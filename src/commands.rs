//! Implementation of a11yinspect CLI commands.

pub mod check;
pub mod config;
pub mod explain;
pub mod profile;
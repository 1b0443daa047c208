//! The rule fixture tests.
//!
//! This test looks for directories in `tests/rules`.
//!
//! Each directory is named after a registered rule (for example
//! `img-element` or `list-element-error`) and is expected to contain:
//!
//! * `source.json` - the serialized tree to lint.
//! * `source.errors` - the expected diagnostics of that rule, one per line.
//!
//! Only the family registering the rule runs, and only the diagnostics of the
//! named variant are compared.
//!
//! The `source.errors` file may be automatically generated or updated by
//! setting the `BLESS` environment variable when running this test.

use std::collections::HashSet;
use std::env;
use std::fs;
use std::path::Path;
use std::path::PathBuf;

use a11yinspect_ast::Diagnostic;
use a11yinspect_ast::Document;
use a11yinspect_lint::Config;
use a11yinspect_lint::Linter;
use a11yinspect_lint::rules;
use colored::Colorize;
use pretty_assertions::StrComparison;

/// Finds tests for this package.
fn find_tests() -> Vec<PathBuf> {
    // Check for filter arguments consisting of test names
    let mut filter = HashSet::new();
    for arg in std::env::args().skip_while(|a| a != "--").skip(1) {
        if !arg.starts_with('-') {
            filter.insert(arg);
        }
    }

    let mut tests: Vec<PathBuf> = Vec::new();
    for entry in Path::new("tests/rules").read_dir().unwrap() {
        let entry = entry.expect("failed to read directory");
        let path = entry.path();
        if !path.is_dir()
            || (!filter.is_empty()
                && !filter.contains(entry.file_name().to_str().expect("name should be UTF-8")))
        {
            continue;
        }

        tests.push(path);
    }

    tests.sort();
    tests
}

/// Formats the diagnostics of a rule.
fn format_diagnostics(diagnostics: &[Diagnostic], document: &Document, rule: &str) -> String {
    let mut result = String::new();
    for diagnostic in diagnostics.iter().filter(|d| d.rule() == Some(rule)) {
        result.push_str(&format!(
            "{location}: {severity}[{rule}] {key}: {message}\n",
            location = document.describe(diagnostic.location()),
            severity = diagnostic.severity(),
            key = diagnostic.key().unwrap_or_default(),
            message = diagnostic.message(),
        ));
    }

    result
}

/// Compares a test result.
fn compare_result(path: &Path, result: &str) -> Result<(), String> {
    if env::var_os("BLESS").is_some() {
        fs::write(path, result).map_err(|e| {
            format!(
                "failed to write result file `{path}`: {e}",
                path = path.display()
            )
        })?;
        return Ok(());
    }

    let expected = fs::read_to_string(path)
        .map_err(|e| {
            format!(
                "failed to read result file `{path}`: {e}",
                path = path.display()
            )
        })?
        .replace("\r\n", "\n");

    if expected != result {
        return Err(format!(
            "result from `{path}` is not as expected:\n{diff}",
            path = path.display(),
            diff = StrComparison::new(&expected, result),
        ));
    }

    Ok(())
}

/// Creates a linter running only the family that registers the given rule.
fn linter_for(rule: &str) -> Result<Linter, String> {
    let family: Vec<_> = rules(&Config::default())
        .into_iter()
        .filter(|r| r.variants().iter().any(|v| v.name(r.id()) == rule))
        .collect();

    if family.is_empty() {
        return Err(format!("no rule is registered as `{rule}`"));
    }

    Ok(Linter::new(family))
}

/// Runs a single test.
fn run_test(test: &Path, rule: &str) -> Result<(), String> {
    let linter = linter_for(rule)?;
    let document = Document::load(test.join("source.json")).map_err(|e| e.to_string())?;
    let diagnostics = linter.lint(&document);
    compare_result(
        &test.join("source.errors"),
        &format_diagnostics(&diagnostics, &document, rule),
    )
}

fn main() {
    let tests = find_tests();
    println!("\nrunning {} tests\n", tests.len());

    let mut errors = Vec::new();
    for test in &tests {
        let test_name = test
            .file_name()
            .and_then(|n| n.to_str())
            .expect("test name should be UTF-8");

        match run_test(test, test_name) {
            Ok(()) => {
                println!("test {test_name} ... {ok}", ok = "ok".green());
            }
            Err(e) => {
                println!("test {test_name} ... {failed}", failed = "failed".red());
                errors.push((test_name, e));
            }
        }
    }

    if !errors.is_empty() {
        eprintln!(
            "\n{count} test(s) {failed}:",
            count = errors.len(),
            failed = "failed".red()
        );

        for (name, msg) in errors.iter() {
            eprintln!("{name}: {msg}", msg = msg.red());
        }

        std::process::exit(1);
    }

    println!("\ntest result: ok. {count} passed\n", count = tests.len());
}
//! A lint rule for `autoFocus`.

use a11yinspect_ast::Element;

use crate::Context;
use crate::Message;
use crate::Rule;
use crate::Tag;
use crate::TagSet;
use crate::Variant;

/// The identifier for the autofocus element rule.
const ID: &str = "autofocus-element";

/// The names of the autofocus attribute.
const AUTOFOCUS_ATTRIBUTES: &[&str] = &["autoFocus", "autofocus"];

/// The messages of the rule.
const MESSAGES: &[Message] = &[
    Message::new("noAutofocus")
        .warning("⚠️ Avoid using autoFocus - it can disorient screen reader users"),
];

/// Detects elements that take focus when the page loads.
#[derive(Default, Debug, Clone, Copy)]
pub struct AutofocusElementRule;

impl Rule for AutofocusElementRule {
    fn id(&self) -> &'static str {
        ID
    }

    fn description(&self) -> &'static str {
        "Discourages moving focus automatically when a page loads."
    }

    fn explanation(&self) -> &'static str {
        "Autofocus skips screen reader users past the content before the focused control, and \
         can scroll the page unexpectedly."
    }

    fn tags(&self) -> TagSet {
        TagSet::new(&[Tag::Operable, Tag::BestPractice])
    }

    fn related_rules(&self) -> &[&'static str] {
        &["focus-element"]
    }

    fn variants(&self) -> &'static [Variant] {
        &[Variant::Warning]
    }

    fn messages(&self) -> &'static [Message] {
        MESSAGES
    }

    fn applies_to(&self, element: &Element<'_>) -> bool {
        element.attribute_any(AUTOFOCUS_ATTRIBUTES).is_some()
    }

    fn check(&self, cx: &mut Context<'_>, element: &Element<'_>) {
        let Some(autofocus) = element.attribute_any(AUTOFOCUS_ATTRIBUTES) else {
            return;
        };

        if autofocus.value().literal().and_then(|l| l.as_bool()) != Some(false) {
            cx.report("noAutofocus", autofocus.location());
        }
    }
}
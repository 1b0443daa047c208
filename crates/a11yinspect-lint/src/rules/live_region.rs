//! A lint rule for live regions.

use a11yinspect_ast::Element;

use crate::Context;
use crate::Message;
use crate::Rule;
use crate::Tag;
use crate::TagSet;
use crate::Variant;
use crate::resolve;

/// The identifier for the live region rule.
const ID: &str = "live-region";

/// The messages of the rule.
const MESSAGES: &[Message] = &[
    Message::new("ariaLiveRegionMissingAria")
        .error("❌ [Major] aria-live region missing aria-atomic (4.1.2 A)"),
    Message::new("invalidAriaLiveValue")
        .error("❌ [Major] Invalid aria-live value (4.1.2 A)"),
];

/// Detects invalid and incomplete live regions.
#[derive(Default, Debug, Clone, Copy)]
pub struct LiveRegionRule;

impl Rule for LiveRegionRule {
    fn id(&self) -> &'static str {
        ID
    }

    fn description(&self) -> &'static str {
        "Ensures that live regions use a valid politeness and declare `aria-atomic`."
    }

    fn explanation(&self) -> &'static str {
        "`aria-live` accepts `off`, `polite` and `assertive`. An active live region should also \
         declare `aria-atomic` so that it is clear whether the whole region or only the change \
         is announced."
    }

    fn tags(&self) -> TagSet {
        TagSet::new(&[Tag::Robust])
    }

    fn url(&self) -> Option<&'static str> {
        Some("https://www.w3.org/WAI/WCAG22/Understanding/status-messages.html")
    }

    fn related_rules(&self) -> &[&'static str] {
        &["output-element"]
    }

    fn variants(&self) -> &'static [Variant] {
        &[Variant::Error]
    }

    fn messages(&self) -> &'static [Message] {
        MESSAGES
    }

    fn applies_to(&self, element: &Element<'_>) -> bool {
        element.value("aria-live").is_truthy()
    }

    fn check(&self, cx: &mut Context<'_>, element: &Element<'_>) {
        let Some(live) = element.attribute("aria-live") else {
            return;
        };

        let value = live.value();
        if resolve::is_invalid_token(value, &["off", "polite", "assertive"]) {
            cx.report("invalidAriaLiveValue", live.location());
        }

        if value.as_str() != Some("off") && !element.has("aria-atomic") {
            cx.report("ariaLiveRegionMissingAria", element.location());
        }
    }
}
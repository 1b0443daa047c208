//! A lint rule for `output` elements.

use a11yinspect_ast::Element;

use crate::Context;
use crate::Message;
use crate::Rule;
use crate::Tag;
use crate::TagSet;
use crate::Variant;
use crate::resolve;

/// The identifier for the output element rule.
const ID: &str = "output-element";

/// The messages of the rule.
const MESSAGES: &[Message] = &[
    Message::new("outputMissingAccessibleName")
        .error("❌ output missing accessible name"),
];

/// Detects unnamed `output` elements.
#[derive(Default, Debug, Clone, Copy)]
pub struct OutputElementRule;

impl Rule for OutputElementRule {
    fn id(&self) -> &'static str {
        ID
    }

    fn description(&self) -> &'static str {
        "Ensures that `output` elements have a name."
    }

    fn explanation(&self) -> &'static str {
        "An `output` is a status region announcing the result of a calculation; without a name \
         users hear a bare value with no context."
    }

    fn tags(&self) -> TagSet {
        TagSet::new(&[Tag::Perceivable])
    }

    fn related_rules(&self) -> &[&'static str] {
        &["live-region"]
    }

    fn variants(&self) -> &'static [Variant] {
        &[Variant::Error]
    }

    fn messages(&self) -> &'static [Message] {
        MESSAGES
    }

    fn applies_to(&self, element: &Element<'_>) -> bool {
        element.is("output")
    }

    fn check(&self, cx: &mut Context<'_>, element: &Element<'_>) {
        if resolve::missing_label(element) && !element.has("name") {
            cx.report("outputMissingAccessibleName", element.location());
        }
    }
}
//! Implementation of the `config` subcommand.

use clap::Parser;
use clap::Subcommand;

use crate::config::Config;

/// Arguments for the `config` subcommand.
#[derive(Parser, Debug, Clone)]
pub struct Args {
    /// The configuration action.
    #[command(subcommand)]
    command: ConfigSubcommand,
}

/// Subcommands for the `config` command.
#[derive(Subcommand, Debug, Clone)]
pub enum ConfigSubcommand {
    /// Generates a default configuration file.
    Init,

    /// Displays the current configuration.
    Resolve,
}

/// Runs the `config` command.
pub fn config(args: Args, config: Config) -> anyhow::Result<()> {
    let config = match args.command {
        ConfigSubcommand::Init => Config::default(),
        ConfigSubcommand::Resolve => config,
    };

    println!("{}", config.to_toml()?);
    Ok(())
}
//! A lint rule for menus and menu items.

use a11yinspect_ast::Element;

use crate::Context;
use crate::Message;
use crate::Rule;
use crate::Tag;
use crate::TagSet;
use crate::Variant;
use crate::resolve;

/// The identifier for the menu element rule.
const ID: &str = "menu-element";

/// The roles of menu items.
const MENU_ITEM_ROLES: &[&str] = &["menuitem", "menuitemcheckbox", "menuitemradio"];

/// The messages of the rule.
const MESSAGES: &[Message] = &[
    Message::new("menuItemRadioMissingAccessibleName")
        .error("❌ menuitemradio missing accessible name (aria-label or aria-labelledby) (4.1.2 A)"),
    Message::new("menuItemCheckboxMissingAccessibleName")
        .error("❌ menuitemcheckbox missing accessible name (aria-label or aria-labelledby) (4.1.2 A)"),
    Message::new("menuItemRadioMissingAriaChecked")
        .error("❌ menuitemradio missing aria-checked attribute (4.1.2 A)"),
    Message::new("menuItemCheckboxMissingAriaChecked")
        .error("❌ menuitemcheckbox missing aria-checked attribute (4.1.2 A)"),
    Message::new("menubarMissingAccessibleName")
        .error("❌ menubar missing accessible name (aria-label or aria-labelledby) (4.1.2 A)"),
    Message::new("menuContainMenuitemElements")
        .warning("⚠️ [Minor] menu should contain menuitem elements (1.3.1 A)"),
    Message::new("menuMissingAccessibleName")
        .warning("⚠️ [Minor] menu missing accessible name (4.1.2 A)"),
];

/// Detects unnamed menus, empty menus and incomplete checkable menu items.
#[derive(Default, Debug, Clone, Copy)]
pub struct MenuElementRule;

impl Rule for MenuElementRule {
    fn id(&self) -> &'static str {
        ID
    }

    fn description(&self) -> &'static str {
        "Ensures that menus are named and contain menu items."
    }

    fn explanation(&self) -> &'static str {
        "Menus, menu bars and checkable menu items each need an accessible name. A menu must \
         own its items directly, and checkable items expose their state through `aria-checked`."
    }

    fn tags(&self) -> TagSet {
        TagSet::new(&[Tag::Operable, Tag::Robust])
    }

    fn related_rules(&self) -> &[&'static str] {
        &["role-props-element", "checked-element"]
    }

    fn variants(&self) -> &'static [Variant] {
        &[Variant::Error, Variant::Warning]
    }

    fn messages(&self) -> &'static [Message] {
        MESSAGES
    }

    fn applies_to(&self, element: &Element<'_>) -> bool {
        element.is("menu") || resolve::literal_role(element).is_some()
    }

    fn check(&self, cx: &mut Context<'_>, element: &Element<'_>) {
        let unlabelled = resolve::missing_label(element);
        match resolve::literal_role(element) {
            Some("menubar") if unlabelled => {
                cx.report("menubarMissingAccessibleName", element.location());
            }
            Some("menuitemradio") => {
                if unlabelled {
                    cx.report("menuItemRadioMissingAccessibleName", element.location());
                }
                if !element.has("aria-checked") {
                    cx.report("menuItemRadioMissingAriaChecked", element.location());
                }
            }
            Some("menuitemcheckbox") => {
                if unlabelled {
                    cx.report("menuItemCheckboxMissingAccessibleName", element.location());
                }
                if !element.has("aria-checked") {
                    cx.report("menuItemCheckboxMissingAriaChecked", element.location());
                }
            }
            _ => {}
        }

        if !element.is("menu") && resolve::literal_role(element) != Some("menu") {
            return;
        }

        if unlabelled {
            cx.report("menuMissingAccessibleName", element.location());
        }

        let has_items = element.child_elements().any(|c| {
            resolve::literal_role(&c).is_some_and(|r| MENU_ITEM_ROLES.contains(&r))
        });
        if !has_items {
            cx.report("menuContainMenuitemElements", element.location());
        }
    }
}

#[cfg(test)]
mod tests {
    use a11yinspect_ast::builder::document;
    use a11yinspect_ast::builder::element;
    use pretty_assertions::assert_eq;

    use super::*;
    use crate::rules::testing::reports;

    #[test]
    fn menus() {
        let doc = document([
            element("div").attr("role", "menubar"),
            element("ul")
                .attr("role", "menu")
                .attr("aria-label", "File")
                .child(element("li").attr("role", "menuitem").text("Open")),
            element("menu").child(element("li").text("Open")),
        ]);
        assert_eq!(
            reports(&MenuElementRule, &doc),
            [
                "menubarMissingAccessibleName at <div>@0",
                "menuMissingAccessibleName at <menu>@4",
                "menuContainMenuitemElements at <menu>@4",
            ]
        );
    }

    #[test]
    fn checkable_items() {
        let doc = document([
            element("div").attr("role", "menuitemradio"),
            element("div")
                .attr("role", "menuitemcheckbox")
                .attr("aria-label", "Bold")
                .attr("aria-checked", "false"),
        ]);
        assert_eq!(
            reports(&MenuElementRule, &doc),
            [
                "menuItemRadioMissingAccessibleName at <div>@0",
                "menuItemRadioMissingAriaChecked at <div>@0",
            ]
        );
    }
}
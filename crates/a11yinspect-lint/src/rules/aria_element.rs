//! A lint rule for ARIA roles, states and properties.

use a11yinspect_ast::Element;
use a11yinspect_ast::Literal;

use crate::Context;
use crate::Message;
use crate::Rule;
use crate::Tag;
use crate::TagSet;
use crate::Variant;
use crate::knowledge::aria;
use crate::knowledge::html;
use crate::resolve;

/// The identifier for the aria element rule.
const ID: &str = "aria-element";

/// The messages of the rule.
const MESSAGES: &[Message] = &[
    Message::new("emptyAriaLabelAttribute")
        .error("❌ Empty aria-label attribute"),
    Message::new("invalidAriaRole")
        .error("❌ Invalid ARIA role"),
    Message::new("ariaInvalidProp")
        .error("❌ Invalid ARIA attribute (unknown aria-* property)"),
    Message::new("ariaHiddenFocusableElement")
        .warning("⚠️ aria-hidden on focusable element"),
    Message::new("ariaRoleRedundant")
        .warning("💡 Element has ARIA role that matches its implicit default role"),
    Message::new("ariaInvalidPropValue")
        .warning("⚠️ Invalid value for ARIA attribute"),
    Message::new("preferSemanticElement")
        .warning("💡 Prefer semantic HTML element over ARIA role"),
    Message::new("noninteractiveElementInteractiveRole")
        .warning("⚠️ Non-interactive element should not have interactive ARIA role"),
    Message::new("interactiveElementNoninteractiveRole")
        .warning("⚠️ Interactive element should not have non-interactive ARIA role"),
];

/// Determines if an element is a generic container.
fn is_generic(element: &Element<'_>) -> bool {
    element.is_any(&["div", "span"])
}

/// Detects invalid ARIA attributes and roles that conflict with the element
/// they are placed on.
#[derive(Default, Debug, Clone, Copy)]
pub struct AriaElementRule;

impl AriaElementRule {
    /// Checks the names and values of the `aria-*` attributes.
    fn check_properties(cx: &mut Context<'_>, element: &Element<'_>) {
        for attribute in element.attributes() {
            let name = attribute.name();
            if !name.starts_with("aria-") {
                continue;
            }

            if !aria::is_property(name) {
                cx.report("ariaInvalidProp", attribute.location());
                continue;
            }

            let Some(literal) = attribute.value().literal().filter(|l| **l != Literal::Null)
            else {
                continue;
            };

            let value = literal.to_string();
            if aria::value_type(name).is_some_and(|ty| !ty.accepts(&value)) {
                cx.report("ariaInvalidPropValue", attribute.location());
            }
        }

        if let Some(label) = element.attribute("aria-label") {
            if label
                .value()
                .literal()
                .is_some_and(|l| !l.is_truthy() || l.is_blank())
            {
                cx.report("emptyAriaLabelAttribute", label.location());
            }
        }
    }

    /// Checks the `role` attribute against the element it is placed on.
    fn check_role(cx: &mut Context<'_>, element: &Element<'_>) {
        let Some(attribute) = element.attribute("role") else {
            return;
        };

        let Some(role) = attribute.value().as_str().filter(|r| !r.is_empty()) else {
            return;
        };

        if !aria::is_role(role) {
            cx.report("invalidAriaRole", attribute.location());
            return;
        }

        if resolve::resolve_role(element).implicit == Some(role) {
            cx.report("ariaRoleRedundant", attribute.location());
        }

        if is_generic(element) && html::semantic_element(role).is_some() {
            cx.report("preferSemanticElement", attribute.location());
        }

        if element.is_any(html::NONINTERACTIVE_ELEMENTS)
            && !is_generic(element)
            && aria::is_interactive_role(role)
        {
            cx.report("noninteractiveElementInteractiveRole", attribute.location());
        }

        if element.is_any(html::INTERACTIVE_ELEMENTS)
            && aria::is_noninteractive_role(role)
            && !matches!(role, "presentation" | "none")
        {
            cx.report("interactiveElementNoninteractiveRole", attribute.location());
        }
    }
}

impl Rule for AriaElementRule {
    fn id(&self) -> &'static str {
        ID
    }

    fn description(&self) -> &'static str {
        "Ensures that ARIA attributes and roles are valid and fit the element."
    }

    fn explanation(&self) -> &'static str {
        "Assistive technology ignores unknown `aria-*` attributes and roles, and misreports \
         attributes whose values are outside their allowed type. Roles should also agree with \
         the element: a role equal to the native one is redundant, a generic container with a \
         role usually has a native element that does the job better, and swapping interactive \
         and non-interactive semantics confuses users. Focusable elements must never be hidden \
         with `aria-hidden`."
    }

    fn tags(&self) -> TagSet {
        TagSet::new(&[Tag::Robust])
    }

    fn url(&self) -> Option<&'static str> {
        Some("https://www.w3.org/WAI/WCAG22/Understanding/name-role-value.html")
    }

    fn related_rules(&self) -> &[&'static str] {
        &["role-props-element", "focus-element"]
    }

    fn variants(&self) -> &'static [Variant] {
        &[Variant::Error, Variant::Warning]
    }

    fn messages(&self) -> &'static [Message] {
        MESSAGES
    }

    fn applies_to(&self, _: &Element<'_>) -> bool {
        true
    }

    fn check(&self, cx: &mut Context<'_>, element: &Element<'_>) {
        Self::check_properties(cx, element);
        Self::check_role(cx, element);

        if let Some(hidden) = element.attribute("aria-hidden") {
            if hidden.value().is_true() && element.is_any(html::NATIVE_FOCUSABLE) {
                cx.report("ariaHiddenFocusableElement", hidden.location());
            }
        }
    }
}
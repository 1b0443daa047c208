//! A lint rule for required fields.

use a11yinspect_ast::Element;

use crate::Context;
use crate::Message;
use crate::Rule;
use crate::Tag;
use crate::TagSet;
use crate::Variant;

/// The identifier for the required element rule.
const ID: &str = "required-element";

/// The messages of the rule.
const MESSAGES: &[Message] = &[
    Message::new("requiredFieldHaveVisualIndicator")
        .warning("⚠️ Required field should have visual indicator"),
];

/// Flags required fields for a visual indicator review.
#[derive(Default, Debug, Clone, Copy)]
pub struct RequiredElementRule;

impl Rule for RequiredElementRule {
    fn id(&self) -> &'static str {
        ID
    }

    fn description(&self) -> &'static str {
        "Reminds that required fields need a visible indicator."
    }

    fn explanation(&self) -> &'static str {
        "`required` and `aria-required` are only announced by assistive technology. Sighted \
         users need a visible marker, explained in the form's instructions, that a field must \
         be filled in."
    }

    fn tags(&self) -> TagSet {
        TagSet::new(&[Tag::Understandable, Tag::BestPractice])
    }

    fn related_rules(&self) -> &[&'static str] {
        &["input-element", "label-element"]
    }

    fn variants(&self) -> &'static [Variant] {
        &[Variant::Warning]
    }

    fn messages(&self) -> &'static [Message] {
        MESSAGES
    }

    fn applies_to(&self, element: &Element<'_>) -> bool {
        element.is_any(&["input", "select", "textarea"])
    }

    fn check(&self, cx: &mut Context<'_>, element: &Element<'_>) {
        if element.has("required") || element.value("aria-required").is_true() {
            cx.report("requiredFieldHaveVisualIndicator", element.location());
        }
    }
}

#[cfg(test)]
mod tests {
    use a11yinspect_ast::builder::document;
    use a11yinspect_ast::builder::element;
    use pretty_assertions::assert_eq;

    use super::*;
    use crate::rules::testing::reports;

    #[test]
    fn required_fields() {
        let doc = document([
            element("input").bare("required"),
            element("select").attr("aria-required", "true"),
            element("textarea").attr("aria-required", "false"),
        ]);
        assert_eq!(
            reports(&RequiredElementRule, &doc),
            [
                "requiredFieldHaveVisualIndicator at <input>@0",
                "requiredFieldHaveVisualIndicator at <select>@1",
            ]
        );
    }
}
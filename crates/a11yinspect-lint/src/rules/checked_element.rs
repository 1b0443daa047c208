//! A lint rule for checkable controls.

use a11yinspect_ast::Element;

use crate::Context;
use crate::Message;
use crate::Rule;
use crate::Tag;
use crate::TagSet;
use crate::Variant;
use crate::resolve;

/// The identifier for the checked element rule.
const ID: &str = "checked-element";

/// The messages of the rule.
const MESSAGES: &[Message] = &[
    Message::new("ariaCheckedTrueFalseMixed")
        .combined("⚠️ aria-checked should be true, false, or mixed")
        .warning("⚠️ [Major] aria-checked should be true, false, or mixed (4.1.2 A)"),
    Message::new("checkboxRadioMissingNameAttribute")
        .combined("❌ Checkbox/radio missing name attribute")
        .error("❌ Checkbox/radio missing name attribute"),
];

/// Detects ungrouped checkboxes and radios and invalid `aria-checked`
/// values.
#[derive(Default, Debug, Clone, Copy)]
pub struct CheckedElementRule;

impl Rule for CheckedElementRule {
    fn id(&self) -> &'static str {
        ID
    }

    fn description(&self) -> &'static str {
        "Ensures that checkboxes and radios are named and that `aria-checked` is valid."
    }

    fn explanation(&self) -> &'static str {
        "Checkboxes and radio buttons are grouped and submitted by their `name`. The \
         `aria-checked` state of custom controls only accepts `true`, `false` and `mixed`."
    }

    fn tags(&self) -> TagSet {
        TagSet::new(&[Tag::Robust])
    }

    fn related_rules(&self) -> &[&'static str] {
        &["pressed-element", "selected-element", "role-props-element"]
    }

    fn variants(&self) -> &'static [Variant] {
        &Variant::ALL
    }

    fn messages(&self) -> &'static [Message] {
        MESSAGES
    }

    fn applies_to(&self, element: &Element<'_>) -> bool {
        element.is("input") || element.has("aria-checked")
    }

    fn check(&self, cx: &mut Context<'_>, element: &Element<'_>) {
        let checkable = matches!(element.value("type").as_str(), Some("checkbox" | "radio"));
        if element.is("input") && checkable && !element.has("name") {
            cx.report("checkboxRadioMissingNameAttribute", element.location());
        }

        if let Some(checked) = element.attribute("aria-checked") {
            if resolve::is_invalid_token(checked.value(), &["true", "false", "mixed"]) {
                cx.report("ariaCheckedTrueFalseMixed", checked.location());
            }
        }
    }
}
================================
■ Assigned task ■
Repeat the entries above exactly, from the first line through the line containing "tree to lint.".

■ Task output ■
filename src/commands.rs
//! Implementation of a11yinspect CLI commands.

pub mod check;
pub mod config;
pub mod explain;
pub mod profile;
repository 1b0443daa047c208
//! The rule fixture tests.
//!
//! This test looks for directories in `tests/rules`.
//!
//! Each directory is named after a registered rule (for example
//! `img-element` or `list-element-error`) and is expected to contain:
//!
//! * `source.json` - the serialized tree to lint.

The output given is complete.